» **PROBLEM DETAILS**:
Please print every record below exactly as it reads.

» **PROVIDED RECORDS**:
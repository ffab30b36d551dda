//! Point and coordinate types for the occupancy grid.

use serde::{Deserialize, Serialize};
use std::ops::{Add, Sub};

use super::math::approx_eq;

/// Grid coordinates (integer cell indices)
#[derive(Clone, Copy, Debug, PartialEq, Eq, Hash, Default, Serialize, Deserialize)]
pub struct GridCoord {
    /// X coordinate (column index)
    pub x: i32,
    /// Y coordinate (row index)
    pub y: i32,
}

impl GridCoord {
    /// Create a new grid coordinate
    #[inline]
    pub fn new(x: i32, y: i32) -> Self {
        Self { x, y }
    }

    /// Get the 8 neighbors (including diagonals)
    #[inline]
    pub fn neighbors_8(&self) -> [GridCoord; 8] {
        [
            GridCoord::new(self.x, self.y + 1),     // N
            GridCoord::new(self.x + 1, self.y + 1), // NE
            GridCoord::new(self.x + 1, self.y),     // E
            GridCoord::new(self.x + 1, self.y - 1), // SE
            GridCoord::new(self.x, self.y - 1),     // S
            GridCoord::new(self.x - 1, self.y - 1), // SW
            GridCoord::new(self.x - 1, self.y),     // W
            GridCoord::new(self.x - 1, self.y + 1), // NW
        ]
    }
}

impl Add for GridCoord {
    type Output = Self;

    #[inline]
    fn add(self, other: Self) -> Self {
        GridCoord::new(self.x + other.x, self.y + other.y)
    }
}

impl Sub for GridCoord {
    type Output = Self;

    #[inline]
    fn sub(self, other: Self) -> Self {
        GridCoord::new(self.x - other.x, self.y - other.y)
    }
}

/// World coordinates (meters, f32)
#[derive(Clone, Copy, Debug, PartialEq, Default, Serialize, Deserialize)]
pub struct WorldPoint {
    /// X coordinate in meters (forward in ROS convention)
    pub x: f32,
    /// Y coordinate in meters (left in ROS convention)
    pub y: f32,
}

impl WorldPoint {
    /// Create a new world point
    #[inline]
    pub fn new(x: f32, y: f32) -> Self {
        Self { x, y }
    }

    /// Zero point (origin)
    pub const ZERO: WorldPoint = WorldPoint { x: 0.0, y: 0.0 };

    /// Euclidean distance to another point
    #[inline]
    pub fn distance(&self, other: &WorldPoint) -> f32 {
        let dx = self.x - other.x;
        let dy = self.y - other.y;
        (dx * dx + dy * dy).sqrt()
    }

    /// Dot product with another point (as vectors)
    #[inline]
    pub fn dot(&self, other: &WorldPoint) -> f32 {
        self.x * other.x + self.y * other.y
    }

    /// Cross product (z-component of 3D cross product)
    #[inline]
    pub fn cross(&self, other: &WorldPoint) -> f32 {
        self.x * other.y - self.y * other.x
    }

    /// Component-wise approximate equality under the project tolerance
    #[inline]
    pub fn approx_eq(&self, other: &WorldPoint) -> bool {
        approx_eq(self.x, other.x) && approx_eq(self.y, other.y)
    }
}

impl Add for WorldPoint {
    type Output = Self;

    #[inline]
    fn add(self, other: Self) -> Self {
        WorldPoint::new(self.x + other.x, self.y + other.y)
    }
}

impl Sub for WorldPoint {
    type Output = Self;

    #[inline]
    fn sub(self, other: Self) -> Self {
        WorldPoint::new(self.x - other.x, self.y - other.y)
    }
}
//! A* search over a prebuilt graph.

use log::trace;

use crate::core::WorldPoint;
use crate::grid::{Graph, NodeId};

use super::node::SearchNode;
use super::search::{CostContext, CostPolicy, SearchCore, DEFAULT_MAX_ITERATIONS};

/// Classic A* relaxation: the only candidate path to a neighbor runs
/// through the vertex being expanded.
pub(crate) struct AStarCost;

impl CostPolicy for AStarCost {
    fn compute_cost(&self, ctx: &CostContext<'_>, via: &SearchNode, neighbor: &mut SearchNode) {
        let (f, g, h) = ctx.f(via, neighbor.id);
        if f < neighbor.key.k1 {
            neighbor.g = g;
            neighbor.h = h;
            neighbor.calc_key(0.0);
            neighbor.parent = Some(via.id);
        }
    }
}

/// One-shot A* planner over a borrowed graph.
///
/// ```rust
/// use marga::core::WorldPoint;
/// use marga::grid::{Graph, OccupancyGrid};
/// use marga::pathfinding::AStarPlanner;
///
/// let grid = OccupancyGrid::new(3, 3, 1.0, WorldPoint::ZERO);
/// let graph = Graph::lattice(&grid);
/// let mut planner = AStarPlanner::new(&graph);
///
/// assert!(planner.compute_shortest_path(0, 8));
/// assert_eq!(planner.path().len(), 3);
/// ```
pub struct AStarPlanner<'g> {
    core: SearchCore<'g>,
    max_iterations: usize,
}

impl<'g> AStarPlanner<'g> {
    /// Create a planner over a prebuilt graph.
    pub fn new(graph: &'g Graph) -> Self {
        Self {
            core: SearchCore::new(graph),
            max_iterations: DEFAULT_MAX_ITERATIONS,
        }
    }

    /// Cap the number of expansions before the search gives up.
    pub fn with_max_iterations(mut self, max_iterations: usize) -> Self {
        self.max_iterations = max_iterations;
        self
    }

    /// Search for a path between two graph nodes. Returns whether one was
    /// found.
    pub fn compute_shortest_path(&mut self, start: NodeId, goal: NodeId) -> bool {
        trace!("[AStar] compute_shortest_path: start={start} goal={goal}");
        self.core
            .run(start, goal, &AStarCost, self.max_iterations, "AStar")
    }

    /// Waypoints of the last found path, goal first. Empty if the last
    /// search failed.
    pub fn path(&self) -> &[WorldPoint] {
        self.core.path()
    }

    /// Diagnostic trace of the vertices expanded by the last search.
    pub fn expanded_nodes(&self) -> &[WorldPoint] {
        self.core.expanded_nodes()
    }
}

» **EXERCISE RESPONSE**:
repository ffab30b36d551dda
//! Point and coordinate types for the occupancy grid.

use serde::{Deserialize, Serialize};
use std::ops::{Add, Sub};

use super::math::approx_eq;

/// Grid coordinates (integer cell indices)
#[derive(Clone, Copy, Debug, PartialEq, Eq, Hash, Default, Serialize, Deserialize)]
pub struct GridCoord {
    /// X coordinate (column index)
    pub x: i32,
    /// Y coordinate (row index)
    pub y: i32,
}

impl GridCoord {
    /// Create a new grid coordinate
    #[inline]
    pub fn new(x: i32, y: i32) -> Self {
        Self { x, y }
    }

    /// Get the 8 neighbors (including diagonals)
    #[inline]
    pub fn neighbors_8(&self) -> [GridCoord; 8] {
        [
            GridCoord::new(self.x, self.y + 1),     // N
            GridCoord::new(self.x + 1, self.y + 1), // NE
            GridCoord::new(self.x + 1, self.y),     // E
            GridCoord::new(self.x + 1, self.y - 1), // SE
            GridCoord::new(self.x, self.y - 1),     // S
            GridCoord::new(self.x - 1, self.y - 1), // SW
            GridCoord::new(self.x - 1, self.y),     // W
            GridCoord::new(self.x - 1, self.y + 1), // NW
        ]
    }
}

impl Add for GridCoord {
    type Output = Self;

    #[inline]
    fn add(self, other: Self) -> Self {
        GridCoord::new(self.x + other.x, self.y + other.y)
    }
}

impl Sub for GridCoord {
    type Output = Self;

    #[inline]
    fn sub(self, other: Self) -> Self {
        GridCoord::new(self.x - other.x, self.y - other.y)
    }
}

/// World coordinates (meters, f32)
#[derive(Clone, Copy, Debug, PartialEq, Default, Serialize, Deserialize)]
pub struct WorldPoint {
    /// X coordinate in meters (forward in ROS convention)
    pub x: f32,
    /// Y coordinate in meters (left in ROS convention)
    pub y: f32,
}

impl WorldPoint {
    /// Create a new world point
    #[inline]
    pub fn new(x: f32, y: f32) -> Self {
        Self { x, y }
    }

    /// Zero point (origin)
    pub const ZERO: WorldPoint = WorldPoint { x: 0.0, y: 0.0 };

    /// Euclidean distance to another point
    #[inline]
    pub fn distance(&self, other: &WorldPoint) -> f32 {
        let dx = self.x - other.x;
        let dy = self.y - other.y;
        (dx * dx + dy * dy).sqrt()
    }

    /// Dot product with another point (as vectors)
    #[inline]
    pub fn dot(&self, other: &WorldPoint) -> f32 {
        self.x * other.x + self.y * other.y
    }

    /// Cross product (z-component of 3D cross product)
    #[inline]
    pub fn cross(&self, other: &WorldPoint) -> f32 {
        self.x * other.y - self.y * other.x
    }

    /// Component-wise approximate equality under the project tolerance
    #[inline]
    pub fn approx_eq(&self, other: &WorldPoint) -> bool {
        approx_eq(self.x, other.x) && approx_eq(self.y, other.y)
    }
}

impl Add for WorldPoint {
    type Output = Self;

    #[inline]
    fn add(self, other: Self) -> Self {
        WorldPoint::new(self.x + other.x, self.y + other.y)
    }
}

impl Sub for WorldPoint {
    type Output = Self;

    #[inline]
    fn sub(self, other: Self) -> Self {
        WorldPoint::new(self.x - other.x, self.y - other.y)
    }
}
//! A* search over a prebuilt graph.

use log::trace;

use crate::core::WorldPoint;
use crate::grid::{Graph, NodeId};

use super::node::SearchNode;
use super::search::{CostContext, CostPolicy, SearchCore, DEFAULT_MAX_ITERATIONS};

/// Classic A* relaxation: the only candidate path to a neighbor runs
/// through the vertex being expanded.
pub(crate) struct AStarCost;

impl CostPolicy for AStarCost {
    fn compute_cost(&self, ctx: &CostContext<'_>, via: &SearchNode, neighbor: &mut SearchNode) {
        let (f, g, h) = ctx.f(via, neighbor.id);
        if f < neighbor.key.k1 {
            neighbor.g = g;
            neighbor.h = h;
            neighbor.calc_key(0.0);
            neighbor.parent = Some(via.id);
        }
    }
}

/// One-shot A* planner over a borrowed graph.
///
/// ```rust
/// use marga::core::WorldPoint;
/// use marga::grid::{Graph, OccupancyGrid};
/// use marga::pathfinding::AStarPlanner;
///
/// let grid = OccupancyGrid::new(3, 3, 1.0, WorldPoint::ZERO);
/// let graph = Graph::lattice(&grid);
/// let mut planner = AStarPlanner::new(&graph);
///
/// assert!(planner.compute_shortest_path(0, 8));
/// assert_eq!(planner.path().len(), 3);
/// ```
pub struct AStarPlanner<'g> {
    core: SearchCore<'g>,
    max_iterations: usize,
}

impl<'g> AStarPlanner<'g> {
    /// Create a planner over a prebuilt graph.
    pub fn new(graph: &'g Graph) -> Self {
        Self {
            core: SearchCore::new(graph),
            max_iterations: DEFAULT_MAX_ITERATIONS,
        }
    }

    /// Cap the number of expansions before the search gives up.
    pub fn with_max_iterations(mut self, max_iterations: usize) -> Self {
        self.max_iterations = max_iterations;
        self
    }

    /// Search for a path between two graph nodes. Returns whether one was
    /// found.
    pub fn compute_shortest_path(&mut self, start: NodeId, goal: NodeId) -> bool {
        trace!("[AStar] compute_shortest_path: start={start} goal={goal}");
        self.core
            .run(start, goal, &AStarCost, self.max_iterations, "AStar")
    }

    /// Waypoints of the last found path, goal first. Empty if the last
    /// search failed.
    pub fn path(&self) -> &[WorldPoint] {
        self.core.path()
    }

    /// Diagnostic trace of the vertices expanded by the last search.
    pub fn expanded_nodes(&self) -> &[WorldPoint] {
        self.core.expanded_nodes()
    }
}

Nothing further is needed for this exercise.